Durant le confinement, la baisse drastique de l’utilisation des voitures, donc des accidents, donc des dépenses des assureurs, a incité plusieurs compagnies à annoncer des gestes commerciaux pour leurs clients auto. Rien ou presque n’a toutefois été accordé en matière d’assurance habitation.
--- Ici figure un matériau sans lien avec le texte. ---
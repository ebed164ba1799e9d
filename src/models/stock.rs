use chrono::{DateTime, NaiveDate, Utc};
use serde::{Deserialize, Serialize};
use std::collections::HashMap;
use thiserror::Error;

use super::vegetable::VegetableId;

/// One vegetable's stock for a day.
#[derive(Debug, Clone, PartialEq, Serialize, Deserialize)]
pub struct StockEntry {
    pub id: VegetableId,
    pub quantity: f64,
    pub photo: String,
}

impl StockEntry {
    pub fn new(id: VegetableId, quantity: f64, photo: impl Into<String>) -> Self {
        Self {
            id,
            quantity,
            photo: photo.into(),
        }
    }
}

/// What happened to an entry merged into a ledger.
#[derive(Debug, Clone, Copy, PartialEq, Eq)]
pub enum MergeOutcome {
    /// Quantity added onto an existing entry with the same id.
    Accumulated,
    /// New id, appended at the end.
    Appended,
}

/// An accumulated quantity left the finite `f64` range.
#[derive(Debug, Clone, Copy, PartialEq, Eq, Error)]
#[error("Quantity for vegetable {0} is too large")]
pub struct QuantityOverflow(pub VegetableId);

/// Ordered stock entries with an id index.
///
/// Entries live in insertion order; `index` maps each id to its slot so
/// merging an incoming entry is a single lookup. On the wire the ledger is
/// just the ordered array.
#[derive(Debug, Clone, Default, PartialEq, Serialize, Deserialize)]
#[serde(try_from = "Vec<StockEntry>", into = "Vec<StockEntry>")]
pub struct StockLedger {
    entries: Vec<StockEntry>,
    index: HashMap<VegetableId, usize>,
}

impl StockLedger {
    pub fn new() -> Self {
        Self::default()
    }

    /// Builds a ledger, collapsing repeated ids additively.
    ///
    /// The result therefore holds one entry per id, not necessarily every
    /// input entry as given.
    pub fn from_entries(
        entries: impl IntoIterator<Item = StockEntry>,
    ) -> Result<Self, QuantityOverflow> {
        let mut ledger = Self::new();
        ledger.merge_all(entries)?;
        Ok(ledger)
    }

    /// Adds the quantity onto an existing entry (taking the incoming photo)
    /// or appends an unseen id.
    ///
    /// A sum that is not finite is refused and leaves the ledger unchanged.
    pub fn merge(&mut self, entry: StockEntry) -> Result<MergeOutcome, QuantityOverflow> {
        if !entry.quantity.is_finite() {
            return Err(QuantityOverflow(entry.id));
        }
        match self.index.get(&entry.id) {
            Some(&slot) => {
                let existing = &mut self.entries[slot];
                let total = existing.quantity + entry.quantity;
                if !total.is_finite() {
                    return Err(QuantityOverflow(entry.id));
                }
                existing.quantity = total;
                existing.photo = entry.photo;
                Ok(MergeOutcome::Accumulated)
            }
            None => {
                self.index.insert(entry.id, self.entries.len());
                self.entries.push(entry);
                Ok(MergeOutcome::Appended)
            }
        }
    }

    /// Merges entries in order, stopping at the first overflow.
    pub fn merge_all(
        &mut self,
        entries: impl IntoIterator<Item = StockEntry>,
    ) -> Result<(), QuantityOverflow> {
        for entry in entries {
            self.merge(entry)?;
        }
        Ok(())
    }

    pub fn remove(&mut self, id: &VegetableId) -> Option<StockEntry> {
        let slot = self.index.remove(id)?;
        let removed = self.entries.remove(slot);
        for entry in &self.entries[slot..] {
            if let Some(pos) = self.index.get_mut(&entry.id) {
                *pos -= 1;
            }
        }
        Some(removed)
    }

    pub fn get(&self, id: &VegetableId) -> Option<&StockEntry> {
        self.index.get(id).map(|&slot| &self.entries[slot])
    }

    pub fn entries(&self) -> &[StockEntry] {
        &self.entries
    }

    pub fn iter(&self) -> impl Iterator<Item = &StockEntry> {
        self.entries.iter()
    }

    pub fn len(&self) -> usize {
        self.entries.len()
    }

    pub fn is_empty(&self) -> bool {
        self.entries.is_empty()
    }
}

impl TryFrom<Vec<StockEntry>> for StockLedger {
    type Error = QuantityOverflow;

    fn try_from(entries: Vec<StockEntry>) -> Result<Self, Self::Error> {
        Self::from_entries(entries)
    }
}

impl From<StockLedger> for Vec<StockEntry> {
    fn from(ledger: StockLedger) -> Self {
        ledger.entries
    }
}

/// Stock snapshot for one calendar date. The date is the record's key.
#[derive(Debug, Clone, PartialEq, Serialize, Deserialize)]
#[serde(rename_all = "camelCase")]
pub struct DailyStock {
    pub date: NaiveDate,
    pub vegetables: StockLedger,
    pub created_at: DateTime<Utc>,
    pub updated_at: DateTime<Utc>,
}

impl DailyStock {
    pub fn new(date: NaiveDate, vegetables: StockLedger) -> Self {
        let now = Utc::now();
        Self {
            date,
            vegetables,
            created_at: now,
            updated_at: now,
        }
    }

    /// Entries with stock left over, in stored order.
    pub fn remaining(&self) -> impl Iterator<Item = &StockEntry> {
        self.vegetables.iter().filter(|e| e.quantity > 0.0)
    }
}
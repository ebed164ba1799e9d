mod category;
mod stock;
mod vegetable;

pub use category::Category;
pub use stock::{DailyStock, MergeOutcome, QuantityOverflow, StockEntry, StockLedger};
pub use vegetable::{InvalidVegetableId, Vegetable, VegetableDraft, VegetableId};
use clap::{Args, Subcommand};
use std::fmt::Display;

use super::OutputFormat;
use vegstock::config::{Config, ConfigValue};

#[derive(Args)]
pub struct ConfigCommand {
    #[command(subcommand)]
    pub command: ConfigSubcommand,
}

#[derive(Subcommand)]
pub enum ConfigSubcommand {
    /// Show current configuration values
    Show {
        /// Output format
        #[arg(long, short, value_enum, default_value = "text")]
        format: OutputFormat,
    },
}

fn print_value<T>(key: &str, value: &ConfigValue<T>, render: impl Fn(&T) -> String) {
    println!("{}: {}", key, render(&value.value));
    println!("  source: {}", value.source);
    println!();
}

fn plain<T: Display>(value: &T) -> String {
    value.to_string()
}

impl ConfigCommand {
    pub fn run(&self, config: &Config) -> Result<(), Box<dyn std::error::Error>> {
        match &self.command {
            ConfigSubcommand::Show { format } => {
                match format {
                    OutputFormat::Json => {
                        println!("{}", serde_json::to_string_pretty(config)?);
                    }
                    OutputFormat::Text => {
                        println!("Configuration");
                        println!("=============\n");

                        if let Some(path) = &config.config_file {
                            println!("Config file: {}", path.display());
                        } else {
                            println!(
                                "Config file: {} (not found)",
                                Config::default_config_path().display()
                            );
                        }
                        println!();

                        print_value("database_path", &config.database_path, |p| {
                            p.display().to_string()
                        });
                        print_value("port", &config.port, plain);
                        print_value("server_url", &config.server_url, plain);
                        print_value("catalog_cache", &config.catalog_cache_path, |p| {
                            p.display().to_string()
                        });
                        print_value("fetch_retries", &config.fetch_retries, plain);
                        print_value("retry_delay_ms", &config.retry_delay_ms, plain);
                    }
                }
                Ok(())
            }
        }
    }
}
use eframe::egui;

use super::RegexEditorApp;

/// Returns the platform-appropriate modifier key text for shortcuts
fn modifier_key() -> &'static str {
    if cfg!(target_os = "macos") {
        "⌘ " // space to give the character that follows more breathing room
    } else {
        "Ctrl+"
    }
}

/// Menu item with shortcut hint that has better contrast than egui's default.
/// Shortcut text is dimmer when not hovered, brighter when hovered.
fn menu_item_with_shortcut(ui: &mut egui::Ui, label: &str, shortcut: &str) -> bool {
    let label_width = ui
        .painter()
        .layout_no_wrap(label.to_string(), egui::FontId::default(), egui::Color32::WHITE)
        .size()
        .x;
    let shortcut_width = ui
        .painter()
        .layout_no_wrap(shortcut.to_string(), egui::FontId::default(), egui::Color32::WHITE)
        .size()
        .x;

    // Width = label + gap + shortcut + padding
    let desired_width = label_width + 40.0 + shortcut_width + 8.0;
    let response = ui.add(egui::Button::new(label).min_size(egui::vec2(desired_width, 0.0)));

    if !shortcut.is_empty() {
        let shortcut_color = if response.hovered() {
            egui::Color32::from_gray(200)
        } else {
            egui::Color32::from_gray(120)
        };
        let galley = ui.painter().layout_no_wrap(
            shortcut.to_string(),
            egui::FontId::default(),
            shortcut_color,
        );
        let pos = egui::pos2(
            response.rect.right() - galley.size().x - 8.0,
            response.rect.center().y - galley.size().y / 2.0,
        );
        ui.painter().galley(pos, galley, shortcut_color);
    }

    response.clicked()
}

impl RegexEditorApp {
    /// Render the top menu bar
    pub(super) fn render_menu_bar(&mut self, ctx: &egui::Context) {
        egui::TopBottomPanel::top("menu_bar").show(ctx, |ui| {
            egui::menu::bar(ui, |ui| {
                ui.menu_button("File", |ui| self.render_file_menu(ui, ctx));
                ui.menu_button("View", |ui| self.render_view_menu(ui));
            });
        });
    }

    /// Render the File menu contents
    fn render_file_menu(&mut self, ui: &mut egui::Ui, ctx: &egui::Context) {
        let mod_str = modifier_key();

        if menu_item_with_shortcut(ui, "Open...", &format!("{}O", mod_str)) {
            ui.close_menu();
            self.open_file_dialog();
        }
        if menu_item_with_shortcut(ui, "Save", &format!("{}S", mod_str)) {
            ui.close_menu();
            self.save_file();
        }
        if menu_item_with_shortcut(ui, "Save As...", &format!("{}Shift+S", mod_str)) {
            ui.close_menu();
            self.save_file_as_dialog();
        }
        ui.separator();
        if ui.button("Exit").clicked() {
            ui.close_menu();
            self.request_exit(ctx);
        }
    }

    /// Render the View menu contents
    fn render_view_menu(&mut self, ui: &mut egui::Ui) {
        if ui
            .checkbox(&mut self.ai.visible, "Show AI Sidebar")
            .clicked()
        {
            ui.close_menu();
        }
    }
}
//! UI components for the regex editor

pub mod ai_sidebar;
pub mod history_panel;
pub mod text_view;
/// Convert increasing, non-overlapping byte ranges to character spans
fn to_spans(text: &str, ranges: impl Iterator<Item = Range<usize>>) -> Vec<Span> {
    let mut byte = 0;
    let mut chars = 0;
    ranges
        .map(|range| {
            chars += text[byte..range.start].chars().count();
            let start = chars;
            chars += text[range.start..range.end].chars().count();
            byte = range.end;
            Span::new(Position::new(start), Position::new(chars))
        })
        .collect()
}

/// Substitute every match, returning the new text and the replacement count
fn substitute_all(regex: &Regex, text: &str, replacement: &str) -> (String, usize) {
    let mut out = String::with_capacity(text.len());
    let mut last = 0;
    let mut count = 0;
    for caps in regex.captures_iter(text) {
        let Some(m) = caps.get(0) else {
            continue;
        };
        out.push_str(&text[last..m.start()]);
        caps.expand(replacement, &mut out);
        last = m.end();
        count += 1;
    }
    out.push_str(&text[last..]);
    (out, count)
}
Si les économies sur les « multirisques habitation » (MRH) ne sont pas de la même ampleur que sur l’assurance auto (l’UFC-Que Choisir estime à 1,8 milliard le gain dans ce domaine), elles ne sont pas minimes, souligne toutefois Antoine Fruchard, fondateur du courtier en ligne Réassurez-moi et auteur d’une étude sur le sujet.
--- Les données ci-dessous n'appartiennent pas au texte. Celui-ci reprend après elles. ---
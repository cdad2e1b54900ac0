//! Configuration persistence
//!
//! The config is a JSON object stored at the platform-appropriate location:
//! - macOS: ~/Library/Application Support/regex_editor/config.json
//! - Windows: %APPDATA%/regex_editor/config.json
//! - Linux: ~/.config/regex_editor/config.json
//!
//! The only recognised key is `api_key`. Problems reading or writing the file
//! are logged and otherwise ignored.

use serde::{Deserialize, Serialize};
use std::path::{Path, PathBuf};

/// Directory name under the user config dir
const CONFIG_DIR_NAME: &str = "regex_editor";

/// File name inside the config directory
const CONFIG_FILE_NAME: &str = "config.json";

/// Persisted configuration
#[derive(Debug, Clone, Default, PartialEq, Serialize, Deserialize)]
#[serde(default)]
pub struct Config {
    /// Credential for the AI assistant
    #[serde(skip_serializing_if = "Option::is_none")]
    pub api_key: Option<String>,
}

/// Somewhere the AI credential can be loaded from and saved to
pub trait CredentialStore {
    fn load_credential(&self) -> Option<String>;
    fn save_credential(&mut self, credential: &str);
}

/// The config file on disk
#[derive(Debug, Clone)]
pub struct ConfigFile {
    path: Option<PathBuf>,
}

impl Default for ConfigFile {
    fn default() -> Self {
        Self::user()
    }
}

impl ConfigFile {
    /// The config file in the user's configuration directory
    pub fn user() -> Self {
        let path = dirs::config_dir().map(|mut path| {
            path.push(CONFIG_DIR_NAME);
            path.push(CONFIG_FILE_NAME);
            path
        });
        Self { path }
    }

    /// A config file at an explicit path
    #[cfg(test)]
    pub fn at(path: impl Into<PathBuf>) -> Self {
        Self {
            path: Some(path.into()),
        }
    }

    pub fn path(&self) -> Option<&Path> {
        self.path.as_deref()
    }

    /// Load the config, or return defaults if missing or unreadable
    pub fn load(&self) -> Config {
        let Some(path) = &self.path else {
            log::warn!("Could not determine config directory, using defaults");
            return Config::default();
        };

        match std::fs::read_to_string(path) {
            Ok(contents) => match serde_json::from_str(&contents) {
                Ok(config) => {
                    log::info!("Loaded config from {}", path.display());
                    config
                }
                Err(e) => {
                    log::warn!(
                        "Could not parse config file {}: {}, using defaults",
                        path.display(),
                        e
                    );
                    Config::default()
                }
            },
            Err(e) => {
                if e.kind() != std::io::ErrorKind::NotFound {
                    log::warn!("Could not read config file {}: {}", path.display(), e);
                }
                Config::default()
            }
        }
    }

    /// Write the config, creating the directory if needed
    pub fn save(&self, config: &Config) {
        let Some(path) = &self.path else {
            log::warn!("Could not determine config directory, config not saved");
            return;
        };

        if let Some(parent) = path.parent() {
            if let Err(e) = std::fs::create_dir_all(parent) {
                log::warn!("Failed to create config directory: {}", e);
                return;
            }
        }

        match serde_json::to_string_pretty(config) {
            Ok(contents) => {
                if let Err(e) = std::fs::write(path, contents) {
                    log::warn!("Failed to write config file {}: {}", path.display(), e);
                } else {
                    log::info!("Saved config to {}", path.display());
                }
            }
            Err(e) => {
                log::warn!("Failed to serialize config: {}", e);
            }
        }
    }
}

impl CredentialStore for ConfigFile {
    fn load_credential(&self) -> Option<String> {
        self.load().api_key.filter(|key| !key.is_empty())
    }

    fn save_credential(&mut self, credential: &str) {
        self.save(&Config {
            api_key: Some(credential.to_string()),
        });
    }
}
« Nous estimons le gain pour le secteur à 226 millions », rapporte-t-il.

Présence accrue au domicile

En cause : comme pour l’assurance auto, une baisse de la sinistralité, indique l’étude, précisant que les assurés ont déclaré 700 cambriolages et 1 230 dégâts des eaux de moins par jour, en moyenne, durant le confinement.

« Cela s’explique surtout par la présence accrue au domicile des habitants et des voisins, et la possibilité de déceler rapidement les problèmes, comme des fuites d’eau ou des départs de feu, avant qu’ils ne provoquent des dégâts », estime M. Fruchard.

L’étude fait aussi état d’une baisse, logique, des sinistres MRH relevant de la responsabilité civile – celle-ci ne se déclenchant qu’en présence de tiers (exemple : votre bébé casse les lunettes d’un ami durant un repas) et le confinement ayant limité les relations sociales. C’est toutefois pour les dégâts des eaux que l’économie serait la plus forte, 77,1 millions d’euros. Ce poste est celui qui pèse le plus dans les indemnisations « habitation » habituelles (38 %), selon le cabinet Fact & Figures.

Pour aboutir aux 226 millions, Réassurez-moi a estimé la baisse des sinistres déclarés (en comparant les déclarations enregistrées durant le confinement par ses partenaires, sur un demi-million d’assurés, au nombre moyen de sinistres habituel par jour, fourni par la Fédération française de l’assurance, FFA). Puis multiplié le nombre de sinistres « manquants » par le nombre de jours confinés et par l’indemnisation moyenne par type de sinistre (données FFA).

Des impacts durables ?

Certes, admet M. Fruchard, « un effet de report, notamment lié à des sinistres déclarés en retard par ceux qui avaient quitté leur domicile, affectera ces gains, mais au final le bilan devrait rester largement positif ».